■ **Task directions**
What is the count of lines in the material below that hold "SafeTx"? Answer with only that number.

━━━ Dataset entries ━━━

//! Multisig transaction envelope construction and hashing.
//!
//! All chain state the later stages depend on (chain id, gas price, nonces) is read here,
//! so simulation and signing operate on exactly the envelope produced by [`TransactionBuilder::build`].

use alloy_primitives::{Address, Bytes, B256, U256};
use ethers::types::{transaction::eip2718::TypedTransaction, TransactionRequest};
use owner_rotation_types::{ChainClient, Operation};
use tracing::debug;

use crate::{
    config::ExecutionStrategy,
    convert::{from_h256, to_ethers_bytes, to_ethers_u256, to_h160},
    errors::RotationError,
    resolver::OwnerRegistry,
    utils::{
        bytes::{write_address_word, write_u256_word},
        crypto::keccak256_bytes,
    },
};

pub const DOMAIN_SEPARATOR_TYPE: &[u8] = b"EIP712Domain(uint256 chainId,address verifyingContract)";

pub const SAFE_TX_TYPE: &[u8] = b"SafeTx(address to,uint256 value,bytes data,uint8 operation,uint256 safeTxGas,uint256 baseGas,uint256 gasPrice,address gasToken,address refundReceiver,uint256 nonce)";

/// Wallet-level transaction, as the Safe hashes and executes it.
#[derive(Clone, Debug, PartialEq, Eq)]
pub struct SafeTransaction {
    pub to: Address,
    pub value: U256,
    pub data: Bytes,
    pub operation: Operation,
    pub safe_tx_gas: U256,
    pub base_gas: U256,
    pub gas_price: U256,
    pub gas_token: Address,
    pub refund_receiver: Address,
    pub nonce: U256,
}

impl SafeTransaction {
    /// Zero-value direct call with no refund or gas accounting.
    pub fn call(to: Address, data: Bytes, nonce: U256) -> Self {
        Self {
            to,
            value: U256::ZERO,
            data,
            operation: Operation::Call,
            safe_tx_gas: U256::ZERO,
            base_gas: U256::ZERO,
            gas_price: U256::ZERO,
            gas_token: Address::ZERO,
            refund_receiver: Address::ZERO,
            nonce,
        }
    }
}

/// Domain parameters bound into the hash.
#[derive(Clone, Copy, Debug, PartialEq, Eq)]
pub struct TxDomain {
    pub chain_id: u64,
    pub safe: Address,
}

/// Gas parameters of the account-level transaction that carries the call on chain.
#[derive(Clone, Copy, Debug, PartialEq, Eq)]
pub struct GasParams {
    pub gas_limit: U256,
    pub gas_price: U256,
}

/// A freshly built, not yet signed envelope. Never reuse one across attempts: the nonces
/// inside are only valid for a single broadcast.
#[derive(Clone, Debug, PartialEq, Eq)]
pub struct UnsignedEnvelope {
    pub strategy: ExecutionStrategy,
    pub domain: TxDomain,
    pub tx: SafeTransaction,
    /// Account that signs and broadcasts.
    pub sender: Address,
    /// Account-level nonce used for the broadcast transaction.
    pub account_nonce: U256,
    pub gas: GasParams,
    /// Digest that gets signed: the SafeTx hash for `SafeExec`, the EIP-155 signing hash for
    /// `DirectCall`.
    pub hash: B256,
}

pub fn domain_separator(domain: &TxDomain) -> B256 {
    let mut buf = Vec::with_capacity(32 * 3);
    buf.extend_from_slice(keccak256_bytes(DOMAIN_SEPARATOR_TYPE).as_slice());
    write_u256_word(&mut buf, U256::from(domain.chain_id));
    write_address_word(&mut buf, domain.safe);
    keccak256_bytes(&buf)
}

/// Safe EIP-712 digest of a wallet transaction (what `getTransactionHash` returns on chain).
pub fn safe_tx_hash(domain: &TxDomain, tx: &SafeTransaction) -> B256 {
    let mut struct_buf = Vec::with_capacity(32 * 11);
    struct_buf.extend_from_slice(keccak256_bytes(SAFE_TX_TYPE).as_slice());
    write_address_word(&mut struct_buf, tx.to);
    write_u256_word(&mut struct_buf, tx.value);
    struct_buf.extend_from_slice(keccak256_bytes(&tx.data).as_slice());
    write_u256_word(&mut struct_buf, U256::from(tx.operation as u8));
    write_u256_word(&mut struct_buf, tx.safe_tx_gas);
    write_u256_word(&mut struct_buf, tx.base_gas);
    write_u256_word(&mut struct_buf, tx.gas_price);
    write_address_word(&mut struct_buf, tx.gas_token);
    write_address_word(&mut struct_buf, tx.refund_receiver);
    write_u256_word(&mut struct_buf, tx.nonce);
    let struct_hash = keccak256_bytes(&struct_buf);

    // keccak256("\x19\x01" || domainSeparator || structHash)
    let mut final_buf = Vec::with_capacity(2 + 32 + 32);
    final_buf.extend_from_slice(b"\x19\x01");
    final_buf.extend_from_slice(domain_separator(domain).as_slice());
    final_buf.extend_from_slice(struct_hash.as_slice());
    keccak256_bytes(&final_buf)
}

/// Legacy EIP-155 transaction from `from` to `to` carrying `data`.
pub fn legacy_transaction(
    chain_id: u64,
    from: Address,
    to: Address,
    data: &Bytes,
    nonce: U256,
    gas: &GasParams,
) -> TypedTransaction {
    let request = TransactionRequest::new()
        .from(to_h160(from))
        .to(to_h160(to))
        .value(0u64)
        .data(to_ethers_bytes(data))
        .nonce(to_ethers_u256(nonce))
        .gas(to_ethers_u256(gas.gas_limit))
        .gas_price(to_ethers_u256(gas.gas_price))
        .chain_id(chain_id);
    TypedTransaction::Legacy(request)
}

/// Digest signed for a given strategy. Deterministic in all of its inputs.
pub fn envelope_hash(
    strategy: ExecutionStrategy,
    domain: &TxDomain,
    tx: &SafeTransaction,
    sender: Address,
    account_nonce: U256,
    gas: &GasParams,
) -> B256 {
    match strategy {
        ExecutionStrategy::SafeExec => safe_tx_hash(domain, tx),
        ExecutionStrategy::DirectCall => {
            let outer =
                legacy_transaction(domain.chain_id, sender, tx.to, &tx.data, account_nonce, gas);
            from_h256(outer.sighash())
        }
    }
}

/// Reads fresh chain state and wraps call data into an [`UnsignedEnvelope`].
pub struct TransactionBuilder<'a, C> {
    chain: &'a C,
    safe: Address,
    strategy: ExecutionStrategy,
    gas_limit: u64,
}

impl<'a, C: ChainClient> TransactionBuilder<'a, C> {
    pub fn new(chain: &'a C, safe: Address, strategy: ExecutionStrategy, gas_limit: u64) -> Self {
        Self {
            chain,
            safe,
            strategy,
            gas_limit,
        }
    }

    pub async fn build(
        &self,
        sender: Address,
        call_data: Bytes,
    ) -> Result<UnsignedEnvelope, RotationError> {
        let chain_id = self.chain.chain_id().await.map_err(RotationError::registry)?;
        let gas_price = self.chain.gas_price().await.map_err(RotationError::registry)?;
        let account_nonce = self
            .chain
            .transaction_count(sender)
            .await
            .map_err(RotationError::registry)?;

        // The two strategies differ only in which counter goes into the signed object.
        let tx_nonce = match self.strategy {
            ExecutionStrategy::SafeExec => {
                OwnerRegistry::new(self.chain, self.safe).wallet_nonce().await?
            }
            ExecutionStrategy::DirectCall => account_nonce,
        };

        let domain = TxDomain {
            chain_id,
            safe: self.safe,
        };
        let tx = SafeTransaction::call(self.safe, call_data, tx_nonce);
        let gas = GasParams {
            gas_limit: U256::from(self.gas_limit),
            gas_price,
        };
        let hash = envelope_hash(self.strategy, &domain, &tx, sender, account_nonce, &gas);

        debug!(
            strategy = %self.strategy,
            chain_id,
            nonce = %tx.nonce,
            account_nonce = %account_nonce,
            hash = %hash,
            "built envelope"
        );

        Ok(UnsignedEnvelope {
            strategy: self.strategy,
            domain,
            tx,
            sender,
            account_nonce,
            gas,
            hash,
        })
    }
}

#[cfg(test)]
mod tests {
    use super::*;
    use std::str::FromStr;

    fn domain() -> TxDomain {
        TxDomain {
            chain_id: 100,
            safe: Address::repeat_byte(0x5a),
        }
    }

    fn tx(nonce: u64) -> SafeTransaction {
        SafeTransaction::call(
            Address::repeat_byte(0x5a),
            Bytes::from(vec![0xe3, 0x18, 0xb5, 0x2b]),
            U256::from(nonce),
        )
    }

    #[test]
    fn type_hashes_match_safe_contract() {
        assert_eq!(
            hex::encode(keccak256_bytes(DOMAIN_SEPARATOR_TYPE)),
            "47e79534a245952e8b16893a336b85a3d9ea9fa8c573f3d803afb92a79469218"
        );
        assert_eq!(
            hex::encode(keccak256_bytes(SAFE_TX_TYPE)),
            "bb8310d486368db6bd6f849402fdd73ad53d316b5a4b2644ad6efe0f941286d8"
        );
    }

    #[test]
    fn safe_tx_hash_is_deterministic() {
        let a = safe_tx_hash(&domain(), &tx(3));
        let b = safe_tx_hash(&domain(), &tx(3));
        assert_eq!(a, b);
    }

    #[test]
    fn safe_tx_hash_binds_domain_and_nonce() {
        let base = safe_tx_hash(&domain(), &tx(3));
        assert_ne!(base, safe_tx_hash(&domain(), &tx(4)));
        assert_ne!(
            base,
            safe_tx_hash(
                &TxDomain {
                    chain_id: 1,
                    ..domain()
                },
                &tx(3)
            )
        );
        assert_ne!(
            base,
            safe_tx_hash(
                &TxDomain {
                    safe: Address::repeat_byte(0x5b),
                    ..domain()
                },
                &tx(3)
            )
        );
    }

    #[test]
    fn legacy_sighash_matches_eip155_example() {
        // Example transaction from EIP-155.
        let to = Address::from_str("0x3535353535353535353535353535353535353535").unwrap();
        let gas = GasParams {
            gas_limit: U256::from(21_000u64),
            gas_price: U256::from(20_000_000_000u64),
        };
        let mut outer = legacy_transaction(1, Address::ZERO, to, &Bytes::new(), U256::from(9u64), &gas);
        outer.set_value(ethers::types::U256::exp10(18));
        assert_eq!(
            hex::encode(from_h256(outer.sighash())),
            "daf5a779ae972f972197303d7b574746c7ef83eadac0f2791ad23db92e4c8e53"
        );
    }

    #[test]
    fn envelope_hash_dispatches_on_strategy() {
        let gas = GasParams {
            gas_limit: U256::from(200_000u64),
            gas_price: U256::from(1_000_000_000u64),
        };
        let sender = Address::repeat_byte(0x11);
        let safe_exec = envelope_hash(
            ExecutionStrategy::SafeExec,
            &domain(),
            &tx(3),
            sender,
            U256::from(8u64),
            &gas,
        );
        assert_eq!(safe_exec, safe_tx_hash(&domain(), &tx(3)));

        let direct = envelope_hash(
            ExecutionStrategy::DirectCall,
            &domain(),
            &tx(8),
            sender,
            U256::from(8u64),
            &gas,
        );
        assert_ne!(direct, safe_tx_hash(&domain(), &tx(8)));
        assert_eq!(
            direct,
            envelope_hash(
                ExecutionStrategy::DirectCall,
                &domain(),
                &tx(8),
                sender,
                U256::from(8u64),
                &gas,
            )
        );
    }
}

━━━

■ **Answer for the task**
2